For this work, we've made a csv file with 2 columns :
- the absolute url of each file,
- the name to replace the /id.ext by /name.ext

So the script has to :
- pick the first url,
- download the file to a disk renaming it.

I suppose it is very simple to do with Python. Where to find the help or some scripts ?

Thanks for your help.

***snippsat*** · Jun-17-2024, 05:19 PM

(Jun-17-2024, 02:43 PM)charled Wrote: I suppose it is very simple to do with Python. Where to find the help or some scripts ?

We usually like to see some effort or it's more of a small job description.
It's not a hard task,but if you have never used Python then it can be.

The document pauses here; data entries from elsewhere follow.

//! Common fixed-point format type aliases.
//!
//! The naming convention is `FixedI_F` where I is the number of integer bits
//! (sign bit included) and F is the number of fractional bits. `UFixed`
//! formats are unsigned.

use typenum::{N6, N8, N12, N16};

use crate::FixedPoint;

/// 8.8 fixed-point format (8 integer bits, 8 fractional bits).
///
/// Range: [-128.0, 127.99609375]
/// Precision: ~0.00390625
pub type Fixed8_8 = FixedPoint<i16, N8>;

/// 16.16 fixed-point format (16 integer bits, 16 fractional bits).
///
/// Range: [-32768.0, 32767.999984741]
/// Precision: ~0.000015259
pub type Fixed16_16 = FixedPoint<i32, N16>;

/// 4.12 fixed-point format (4 integer bits, 12 fractional bits).
///
/// Range: [-8.0, 7.999755859]
/// Precision: ~0.000244141
pub type Fixed4_12 = FixedPoint<i16, N12>;

/// 10.6 fixed-point format (10 integer bits, 6 fractional bits).
///
/// Range: [-512.0, 511.984375]
pub type Fixed10_6 = FixedPoint<i16, N6>;

/// 24.8 fixed-point format (24 integer bits, 8 fractional bits).
pub type Fixed24_8 = FixedPoint<i32, N8>;

/// Unsigned 8.8 format.
///
/// Range: [0.0, 255.99609375]
pub type UFixed8_8 = FixedPoint<u16, N8>;

#[cfg(test)]
mod tests {
    use super::*;

    #[test]
    fn test_ranges() {
        assert_eq!(Fixed8_8::min_value(), -128);
        assert_eq!(Fixed8_8::max_value(), 127.99609375);
        assert_eq!(Fixed4_12::min_value(), -8);
        assert_eq!(Fixed10_6::max_value(), 511.984375);
        assert_eq!(Fixed24_8::min_value(), -8388608);
        assert_eq!(UFixed8_8::max_value(), 255.99609375);
    }

    #[test]
    fn test_mixing_formats() {
        let a = Fixed8_8::from_f64(1.5);
        let b = Fixed16_16::from_f64(-0.25);
        let sum: Fixed16_16 = a + b;
        assert_eq!(sum, 1.25);

        let product: FixedPoint<i32, typenum::N20> = a * Fixed4_12::from_f64(2.0);
        assert_eq!(product, 3);
    }
}
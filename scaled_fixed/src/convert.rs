//! Scaling primitives shared by constructors, operators and comparisons.
//!
//! All raw values pass through `i128`, which holds any 64-bit representation
//! shifted left by up to 63 bits.

use core::cmp::Ordering;

/// Re-expresses `wide`, scaled by `2^from`, at scale `2^to`.
///
/// Moving to a finer exponent shifts left; moving to a coarser one is an
/// arithmetic right shift, so discarded bits round toward negative infinity
/// just like `>>` on the representation.
pub(crate) fn rescale(wide: i128, from: i32, to: i32) -> i128 {
    let shift = i64::from(from) - i64::from(to);
    if shift >= 0 {
        if shift >= 128 { 0 } else { wide << shift }
    } else if shift <= -128 {
        if wide < 0 { -1 } else { 0 }
    } else {
        wide >> -shift
    }
}

/// Like [`rescale`], but `None` if a left shift would push significant bits
/// past the working integer.
pub(crate) fn checked_rescale(wide: i128, from: i32, to: i32) -> Option<i128> {
    let shift = i64::from(from) - i64::from(to);
    if shift > 63 && wide != 0 {
        return None;
    }
    Some(rescale(wide, from, to))
}

/// Exact `2^n` as an `f64`, flushing to zero or infinity outside the
/// representable range.
pub(crate) fn pow2(n: i32) -> f64 {
    const MANTISSA_BITS: i32 = 52;
    const BIAS: i32 = 1023;

    if n > BIAS {
        f64::INFINITY
    } else if n >= 1 - BIAS {
        f64::from_bits(((n + BIAS) as u64) << MANTISSA_BITS)
    } else if n >= 1 - BIAS - MANTISSA_BITS {
        f64::from_bits(1u64 << (n - (1 - BIAS - MANTISSA_BITS)))
    } else {
        0.0
    }
}

/// Scales `value` by `2^-exponent` and truncates toward zero.
///
/// NaN becomes zero and infinities saturate to the `i128` range before the
/// caller narrows them.
pub(crate) fn scale_float(value: f64, exponent: i32) -> i128 {
    (value * pow2(exponent.saturating_neg())) as i128
}

/// `value * 2^exponent`, split so that no partial power of two leaves the
/// `f64` range while the product still fits.
fn scale_by_pow2(value: f64, exponent: i32) -> f64 {
    // |value| < 2^128 for any raw value, so anything past this saturates
    let exponent = exponent.clamp(-2200, 2200);
    let first = exponent / 3;
    let second = (exponent - first) / 2;
    let third = exponent - first - second;
    value * pow2(first) * pow2(second) * pow2(third)
}

/// Rounds `wide` to its `digits` most significant bits, ties to even.
///
/// Returns the rounded significand and the power of two it is scaled by.
fn round_significant(wide: i128, digits: u32) -> (i128, i32) {
    let magnitude = wide.unsigned_abs();
    let width = u128::BITS - magnitude.leading_zeros();
    if width <= digits {
        return (wide, 0);
    }
    let dropped = width - digits;
    let kept = magnitude >> dropped;
    let rest = magnitude & ((1u128 << dropped) - 1);
    let half = 1u128 << (dropped - 1);
    let kept = if rest > half || (rest == half && kept & 1 == 1) { kept + 1 } else { kept };
    let kept = kept as i128;
    (if wide < 0 { -kept } else { kept }, dropped as i32)
}

/// `wide * 2^exponent` rounded once to a float with `digits` significand
/// bits, returned as the `f64` holding that value exactly.
///
/// Narrowing the result to a float type with `digits` significand bits is
/// then exact unless the value is subnormal there.
pub(crate) fn unscale_rounded(wide: i128, exponent: i32, digits: u32) -> f64 {
    let (significand, shift) = round_significant(wide, digits);
    scale_by_pow2(significand as f64, exponent.saturating_add(shift))
}

/// Value of `wide * 2^exponent` as an `f64`.
pub(crate) fn unscale_float(wide: i128, exponent: i32) -> f64 {
    unscale_rounded(wide, exponent, f64::MANTISSA_DIGITS)
}

/// Truncated square root of `wide * 2^exponent`, as a raw value at the
/// same exponent.
///
/// `None` for negative input. A root of `2^64` or more fits no backing
/// integer; it is reported as exactly `2^64`, which narrows to zero.
pub(crate) fn sqrt_scaled(wide: i128, exponent: i32) -> Option<i128> {
    if wide <= 0 {
        return (wide == 0).then_some(0);
    }
    // root(wide * 2^e) / 2^e == root(wide * 2^-e), and the floor of the
    // radicand does not change the floor of the root.
    let magnitude = wide as u128;
    let radicand = if exponent >= 0 {
        magnitude.checked_shr(exponent.unsigned_abs()).unwrap_or(0)
    } else {
        let shift = exponent.unsigned_abs();
        if shift > magnitude.leading_zeros() {
            return Some(1 << 64);
        }
        magnitude << shift
    };
    Some(radicand.isqrt() as i128)
}

/// Orders `lhs * 2^lhs_exp` against `rhs * 2^rhs_exp`.
///
/// Both raw values must fit in 64 bits. The coarser operand is shifted to the
/// finer exponent; once that shift exceeds 63 bits any non-zero coarse value
/// outweighs the other operand, so only its sign matters.
pub(crate) fn cmp_scaled(lhs: i128, lhs_exp: i32, rhs: i128, rhs_exp: i32) -> Ordering {
    if lhs_exp >= rhs_exp {
        cmp_aligned(lhs, i64::from(lhs_exp) - i64::from(rhs_exp), rhs)
    } else {
        cmp_aligned(rhs, i64::from(rhs_exp) - i64::from(lhs_exp), lhs).reverse()
    }
}

fn cmp_aligned(coarse: i128, shift: i64, fine: i128) -> Ordering {
    if shift <= 63 {
        (coarse << shift).cmp(&fine)
    } else if coarse == 0 {
        0.cmp(&fine)
    } else {
        coarse.cmp(&0)
    }
}
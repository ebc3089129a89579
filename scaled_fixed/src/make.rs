//! Fixed-point types named by digit counts.
//!
//! `MakeFixed<I, F>` and `MakeUfixed<I, F>` pick the narrowest backing
//! integer that holds `I` integer and `F` fractional binary digits, and set
//! the exponent to `-F`. Any value with magnitude below `2^I` is then
//! representable with resolution `2^-F`.
//!
//! ```
//! use scaled_fixed::{FixedPoint, MakeFixed, MakeUfixed};
//! use scaled_fixed::typenum::{N3, N29, U2, U3, U5, U29};
//!
//! let _: FixedPoint<u8, N3> = MakeUfixed::<U5, U3>::zero();
//! let _: FixedPoint<i32, N29> = MakeFixed::<U2, U29>::zero();
//! ```

use typenum::{B0, B1, Integer, NInt, Sum, U1, UInt, UTerm, Unsigned, Z0};

use crate::fixed_point::FixedPoint;
use crate::rep::Selected;

/// Maps a count of fractional digits `F` to the exponent `-F`.
pub trait FractionalExp: Unsigned {
    type Exp: Integer;
}

impl FractionalExp for UTerm {
    type Exp = Z0;
}

impl<U: Unsigned, B: typenum::Bit> FractionalExp for UInt<U, B> {
    type Exp = NInt<UInt<U, B>>;
}

/// Exponent of a type with `F` fractional digits.
pub type FractionalExponent<F> = <F as FractionalExp>::Exp;

/// Signed fixed-point type with `I` integer and `F` fractional digits; the
/// sign bit comes on top of both.
pub type MakeFixed<I, F> = FixedPoint<Selected<Sum<Sum<I, F>, U1>, B1>, FractionalExponent<F>>;

/// Unsigned fixed-point type with `I` integer and `F` fractional digits.
pub type MakeUfixed<I, F> = FixedPoint<Selected<Sum<I, F>, B0>, FractionalExponent<F>>;
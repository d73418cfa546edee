use lazy_static::lazy_static;
use semver::Version;

lazy_static! {
    /// The current version of the adjdump crate
    pub static ref VERSION: Version = Version::parse(env!("CARGO_PKG_VERSION"))
        .unwrap_or_else(|_| Version::new(0, 0, 0));
}

/// The file fed to the debuggee's standard input when nothing else is configured
pub const DEFAULT_INPUT: &str = "cases/03";

/// The debugger binary looked up on `PATH`
pub const DEFAULT_GDB: &str = "gdb";

/// Breakpoints inserted when nothing else is configured, in insertion order
pub const DEFAULT_BREAKPOINTS: [&str; 4] = ["main", "find_sccs", "dfs", "reverse_adj_list"];

/// What the debuggee reads when no input file is configured, since gdb's own stdin
/// carries its commands
pub const NULL_INPUT: &str = "/dev/null";
use crate::adjacency::View;
use crate::debugger::Debugger;
use crate::session::Session;
use crate::typedef::*;
use colored::*;
use rustyline::Editor;
use std::{io::Write, str::FromStr};
use tracing::debug;

/// A command typed at the prompt
#[derive(Debug, PartialEq, Clone)]
pub enum ShellCommand {
    /// Prints the list of commands
    Help,
    /// Resumes the debuggee
    Continue,
    /// Dumps an adjacency list
    Dump(View),
    /// Evaluates an expression
    Print(String),
    /// Lists the breakpoints and the hits so far
    Info,
    /// Ends the session
    Quit,
    /// Does nothing
    Nothing,
}

impl FromStr for ShellCommand {
    type Err = ::failure::Error;

    fn from_str(s: &str) -> Result<ShellCommand> {
        let s = s.trim();
        let (name, rest) = match s.find(char::is_whitespace) {
            Some(i) => (&s[..i], s[i..].trim()),
            None => (s, ""),
        };

        let command = match name {
            "" => ShellCommand::Nothing,
            "help" | "h" => ShellCommand::Help,
            "continue" | "c" => ShellCommand::Continue,
            "adj" | "a" if rest.is_empty() => bail!("usage: adj <forward|reversed>"),
            "adj" | "a" => ShellCommand::Dump(rest.parse()?),
            "print" | "p" if rest.is_empty() => bail!("usage: print <expression>"),
            "print" | "p" => ShellCommand::Print(rest.into()),
            "info" | "i" => ShellCommand::Info,
            "quit" | "q" | "exit" => ShellCommand::Quit,
            other => bail!(
                "unknown command {:?}. Type \"help\" to show the list of commands",
                other
            ),
        };

        Ok(command)
    }
}

/// What the shell does after a command
#[derive(Debug, PartialEq, Eq, Copy, Clone)]
pub enum Flow {
    /// Keep prompting
    Prompt,
    /// The debuggee is gone
    Finished,
    /// The user asked to leave
    Quit,
}

/// Runs a single command against the session, writing everything it prints to `out`
pub fn execute<D, W>(
    session: &mut Session<D>,
    command: &ShellCommand,
    out: &mut W,
) -> Result<Flow>
where
    D: Debugger,
    W: Write + ?Sized,
{
    debug!(?command, "executing");

    match command {
        ShellCommand::Nothing => {}
        ShellCommand::Help => {
            writeln!(out, "Commands")?;
            writeln!(out)?;
            writeln!(out, "help\t\t- prints this message")?;
            writeln!(out, "continue\t- resumes the program until the next breakpoint")?;
            writeln!(out, "adj <view>\t- dumps the \"forward\" or \"reversed\" adjacency list")?;
            writeln!(out, "print <expr>\t- evaluates an expression in the current frame")?;
            writeln!(out, "info\t\t- lists the breakpoints and the hits so far")?;
            writeln!(out, "quit\t\t- exits the debugger")?;
        }
        ShellCommand::Continue => {
            session.resume()?;

            for line in session.take_program_output() {
                writeln!(out, "{}", line)?;
            }

            if let Some(event) = session.stops().last() {
                writeln!(out, "{}", event)?;
            }

            if session.is_finished() {
                return Ok(Flow::Finished);
            }
        }
        ShellCommand::Dump(view) => {
            session.dump(*view, out)?;
        }
        ShellCommand::Print(expression) => {
            let value = session.evaluate(expression)?;
            writeln!(out, "{} = {}", expression, value)?;
        }
        ShellCommand::Info => {
            let report = session.report();

            for breakpoint in session.breakpoints() {
                let hits = report
                    .hits
                    .iter()
                    .filter(|&hit| hit == &breakpoint.location)
                    .count();

                writeln!(
                    out,
                    "{}\t{}\t{}\thit {} time{}",
                    breakpoint.number,
                    breakpoint.location,
                    breakpoint.func.as_ref().map_or("?", String::as_str),
                    hits,
                    if hits == 1 { "" } else { "s" }
                )?;
            }
        }
        ShellCommand::Quit => return Ok(Flow::Quit),
    }

    Ok(Flow::Prompt)
}

/// An interactive prompt shown while the debuggee is suspended
pub struct Shell<'a, D: Debugger> {
    session: &'a mut Session<D>,
    editor: Editor<()>,
}

impl<'a, D: Debugger> Shell<'a, D> {
    /// Creates a shell over a started session
    pub fn new(session: &'a mut Session<D>) -> Shell<'a, D> {
        Shell {
            session,
            editor: Editor::<()>::new(),
        }
    }

    fn prompt(&self) -> String {
        let location = self
            .session
            .current_location()
            .map(String::from)
            .or_else(|| {
                self.session
                    .current()
                    .and_then(|event| event.frame.as_ref())
                    .and_then(|frame| frame.func.clone())
            })
            .unwrap_or_else(|| "??".into());

        format!("[{}] {} > ", location.red(), "adjdump".green())
    }

    /// Reads and executes commands until the debuggee is gone or the user quits
    pub fn run(&mut self) -> Result<Flow> {
        let stdout = std::io::stdout();

        for line in self.session.take_program_output() {
            println!("{}", line);
        }

        if let Some(event) = self.session.stops().last() {
            println!("{}", event.to_string().cyan());
        }

        if self.session.is_finished() {
            return Ok(Flow::Finished);
        }

        loop {
            let prompt = self.prompt();

            let input = match self.editor.readline(&prompt) {
                Ok(line) => line,
                Err(_) => return Ok(Flow::Quit),
            };

            self.editor.add_history_entry(input.trim());

            let result = input
                .parse::<ShellCommand>()
                .and_then(|command| execute(&mut *self.session, &command, &mut stdout.lock()));

            match result {
                Ok(Flow::Prompt) => {}
                Ok(flow) => return Ok(flow),
                Err(e) => eprintln!("{}", e.to_string().red()),
            }
        }
    }
}
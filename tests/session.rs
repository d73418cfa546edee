mod common;

use adjdump::{AutoDump, Report, Session, SessionConfig, StopEvent, StopReason, View};
use common::{three_vertices, ScriptedDebugger, FUNCTIONS};
use std::path::PathBuf;

fn session(hits: &[u32], config: SessionConfig) -> Session<ScriptedDebugger> {
    let debugger = ScriptedDebugger::new(&FUNCTIONS, hits, 0).with_memory(three_vertices());
    Session::new(debugger, config)
}

#[test]
fn start_inserts_breakpoints_then_runs_with_input() {
    let mut session = session(&[1], SessionConfig::default());

    let first = session.start().unwrap().clone();

    assert_eq!(first.reason, StopReason::Breakpoint(1));
    assert_eq!(session.debugger().inserted, FUNCTIONS.to_vec());
    assert_eq!(session.debugger().input, Some(PathBuf::from("cases/03")));
    assert_eq!(session.current_location(), Some("main"));
}

#[test]
fn every_breakpoint_is_hit_in_program_order() {
    let mut session = session(&[1, 2, 4, 3, 3, 3], SessionConfig::default());

    let report = session.run_batch(&mut Vec::new()).unwrap();

    assert_eq!(
        report.hits,
        vec!["main", "find_sccs", "reverse_adj_list", "dfs", "dfs", "dfs"]
    );
    assert!(report.unhit.is_empty());
    assert_eq!(report.exit_code(), Some(0));
    assert!(session.is_finished());
}

#[test]
fn unhit_breakpoints_are_reported() {
    let mut session = session(&[1, 2], SessionConfig::default());

    let report = session.run_batch(&mut Vec::new()).unwrap();

    assert_eq!(report.unhit, vec!["dfs", "reverse_adj_list"]);
}

#[test]
fn strict_batch_fails_on_unhit_breakpoints() {
    let config = SessionConfig {
        strict: true,
        ..Default::default()
    };
    let mut session = session(&[1, 2], config);

    let err = session.run_batch(&mut Vec::new()).unwrap_err();

    assert_eq!(err.to_string(), "breakpoints never hit: dfs, reverse_adj_list");
}

#[test]
fn batch_dumps_at_configured_breakpoints() {
    let config = SessionConfig {
        dumps: vec![
            AutoDump {
                at: "find_sccs".into(),
                view: View::Forward,
            },
            AutoDump {
                at: "dfs".into(),
                view: View::Reversed,
            },
        ],
        ..Default::default()
    };
    let debugger = ScriptedDebugger::new(&FUNCTIONS, &[1, 2, 4, 3], 0)
        .with_memory(three_vertices())
        .with_output("scc: reading");
    let mut session = Session::new(debugger, config);

    let mut out = Vec::new();
    session.run_batch(&mut out).unwrap();

    assert_eq!(
        String::from_utf8(out).unwrap(),
        "scc: reading\n\
         -- forward adjacency at Breakpoint 2, find_sccs () at scc.c\n\
         vertex 0=> 1 2\n\
         vertex 1=> 2\n\
         vertex 2=>\n\
         -- reversed adjacency at Breakpoint 3, dfs () at scc.c\n\
         vertex 0=>\n\
         vertex 1=> 0\n\
         vertex 2=> 0 1\n"
    );
}

#[test]
fn inspection_needs_a_suspended_debuggee() {
    let mut session = session(&[1], SessionConfig::default());

    let err = session.dump(View::Forward, &mut Vec::new()).unwrap_err();
    assert_eq!(err.to_string(), "the debuggee is not running");
    session.resume().unwrap_err();

    session.start().unwrap();
    session.dump(View::Forward, &mut Vec::new()).unwrap();
    session.start().unwrap_err();

    session.resume().unwrap();
    assert!(session.is_finished());

    let err = session.evaluate("n").unwrap_err();
    assert_eq!(err.to_string(), "the debuggee has exited");
}

#[test]
fn dump_before_the_vertex_count_exists_fails() {
    let debugger = ScriptedDebugger::new(&FUNCTIONS, &[1], 0);
    let mut session = Session::new(debugger, SessionConfig::default());
    session.start().unwrap();

    let mut out = Vec::new();
    session.dump(View::Forward, &mut out).unwrap_err();

    assert!(out.is_empty());
}

#[test]
fn no_input_redirection() {
    let config = SessionConfig {
        input: None,
        ..Default::default()
    };
    let mut session = session(&[1], config);
    session.start().unwrap();

    assert_eq!(session.debugger().input, None);
}

#[test]
fn finish_reports_the_exit() {
    let debugger = ScriptedDebugger::new(&FUNCTIONS, &[], 3);
    let mut session = Session::new(debugger, SessionConfig::default());

    session.start().unwrap();

    let report = session.finish().unwrap();
    assert_eq!(report.exit_code(), Some(3));
    assert!(report.hits.is_empty());
}

fn ended_by(reason: StopReason) -> Report {
    Report {
        outcome: Some(StopEvent {
            reason,
            frame: None,
        }),
        ..Default::default()
    }
}

#[test]
fn exit_status_follows_the_debuggee() {
    assert_eq!(ended_by(StopReason::Exited(0)).exit_status(), 0);
    assert_eq!(ended_by(StopReason::Exited(3)).exit_status(), 3);
    assert_eq!(ended_by(StopReason::Killed("SIGSEGV".into())).exit_status(), 139);
    assert_eq!(ended_by(StopReason::Killed("SIGABRT".into())).exit_status(), 134);
    assert_eq!(ended_by(StopReason::Killed("SIGPWR".into())).exit_status(), 1);
    assert_eq!(Report::default().exit_status(), 1);
}

#[test]
fn quitting_early_is_not_a_success() {
    let mut session = session(&[1, 2], SessionConfig::default());
    session.start().unwrap();

    let report = session.finish().unwrap();

    assert_eq!(report.outcome, None);
    assert_eq!(report.exit_status(), 1);
}
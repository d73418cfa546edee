use adjdump::typedef::*;
use adjdump::{logging, AutoDump, Flow, Gdb, Session, SessionConfig, Shell};
use colored::*;
use std::{env, io, path::PathBuf, process};
use structopt::StructOpt;
use tracing::info;

/// Run a graph program under gdb and inspect its adjacency lists at every breakpoint
#[derive(StructOpt, Debug)]
#[structopt(name = "adjdump")]
struct Opt {
    /// The program to debug
    #[structopt(parse(from_os_str))]
    program: Option<PathBuf>,

    /// Config file, defaults to ./adjdump.toml if present
    #[structopt(short, long, parse(from_os_str))]
    config: Option<PathBuf>,

    /// File redirected to the program's stdin
    #[structopt(short, long, parse(from_os_str))]
    input: Option<PathBuf>,

    /// Run the program with /dev/null as its stdin instead of an input file
    #[structopt(long, conflicts_with = "input")]
    no_input: bool,

    /// Breakpoint location, may be repeated. Replaces the configured breakpoints
    #[structopt(short = "b", long = "break", number_of_values = 1)]
    breakpoints: Vec<String>,

    /// The gdb executable
    #[structopt(long, parse(from_os_str))]
    gdb: Option<PathBuf>,

    /// Run to completion without a prompt
    #[structopt(long)]
    batch: bool,

    /// Dump a view whenever a breakpoint is hit in batch mode, e.g. `dfs=reversed`
    #[structopt(long = "dump", number_of_values = 1)]
    dumps: Vec<AutoDump>,

    /// Fail a batch run if a breakpoint was never hit
    #[structopt(long)]
    strict: bool,

    /// Log more, may be repeated
    #[structopt(short, long, parse(from_occurrences))]
    verbose: u8,
}

impl Opt {
    /// Applies the command line on top of the configured values
    fn apply(self, config: &mut SessionConfig) {
        if self.program.is_some() {
            config.program = self.program;
        }

        if self.no_input {
            config.input = None;
        } else if self.input.is_some() {
            config.input = self.input;
        }

        if !self.breakpoints.is_empty() {
            config.breakpoints = self.breakpoints;
        }

        if let Some(gdb) = self.gdb {
            config.gdb.path = gdb;
        }

        config.dumps.extend(self.dumps);
        config.strict |= self.strict;
    }
}

fn main() {
    match run() {
        Ok(code) => process::exit(code),
        Err(e) => {
            let mut causes = e.iter_chain();

            if let Some(first) = causes.next() {
                eprintln!("{} {}", "error:".red().bold(), first);
            }

            for cause in causes {
                eprintln!("  caused by: {}", cause);
            }

            process::exit(1);
        }
    }
}

fn run() -> Result<i32> {
    let opts = Opt::from_args();

    logging::init(opts.verbose);

    let batch = opts.batch;
    let mut config = SessionConfig::discover(opts.config.as_deref(), env::current_dir()?)?;
    opts.apply(&mut config);

    let gdb = Gdb::launch(&config.gdb, config.program()?)?;
    let mut session = Session::new(gdb, config);

    if batch {
        let stdout = io::stdout();
        let report = session.run_batch(&mut stdout.lock())?;

        eprintln!(
            "{} {}",
            "breakpoints hit:".cyan(),
            if report.hits.is_empty() {
                "none".into()
            } else {
                report.hits.join(" -> ")
            }
        );
    } else {
        session.start()?;

        if Shell::new(&mut session).run()? == Flow::Quit {
            info!("leaving before the program finished");
        }
    }

    let report = session.finish()?;

    Ok(report.exit_status())
}

#[cfg(test)]
mod tests {
    use super::*;
    use adjdump::View;

    fn opts(args: &[&str]) -> Opt {
        Opt::from_iter_safe(std::iter::once("adjdump").chain(args.iter().cloned())).unwrap()
    }

    #[test]
    fn command_line_overrides_config() {
        let mut config = SessionConfig {
            input: Some("cases/01".into()),
            breakpoints: vec!["main".into()],
            ..Default::default()
        };

        opts(&[
            "./scc",
            "-i",
            "cases/03",
            "-b",
            "dfs",
            "-b",
            "find_sccs",
            "--dump",
            "dfs=reversed",
            "--strict",
        ])
        .apply(&mut config);

        assert_eq!(config.program, Some(PathBuf::from("./scc")));
        assert_eq!(config.input, Some(PathBuf::from("cases/03")));
        assert_eq!(config.breakpoints, vec!["dfs", "find_sccs"]);
        assert_eq!(
            config.dumps,
            vec![AutoDump {
                at: "dfs".into(),
                view: View::Reversed,
            }]
        );
        assert!(config.strict);
    }

    #[test]
    fn defaults_survive_an_empty_command_line() {
        let mut config = SessionConfig::default();
        opts(&[]).apply(&mut config);

        assert_eq!(config, SessionConfig::default());
    }

    #[test]
    fn input_can_be_disabled() {
        let mut config = SessionConfig::default();
        opts(&["--no-input"]).apply(&mut config);

        assert_eq!(config.input, None);
    }

    #[test]
    fn bad_dump_requests_are_rejected() {
        Opt::from_iter_safe(&["adjdump", "--dump", "dfs"]).unwrap_err();
        Opt::from_iter_safe(&["adjdump", "--dump", "dfs=upward"]).unwrap_err();
    }
}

To help with start to read the .csv file,try to run code and look at output is ok before downloading url.
And use a smaller a sample,do not test with all 12 000.

#import requests
import csv
from pathlib import Path

csv_file = Path('your.csv')
#output_dir = Path('downloaded_images')
# Create the directory if it doesn't exist
#output_dir.mkdir(parents=True, exist_ok=True)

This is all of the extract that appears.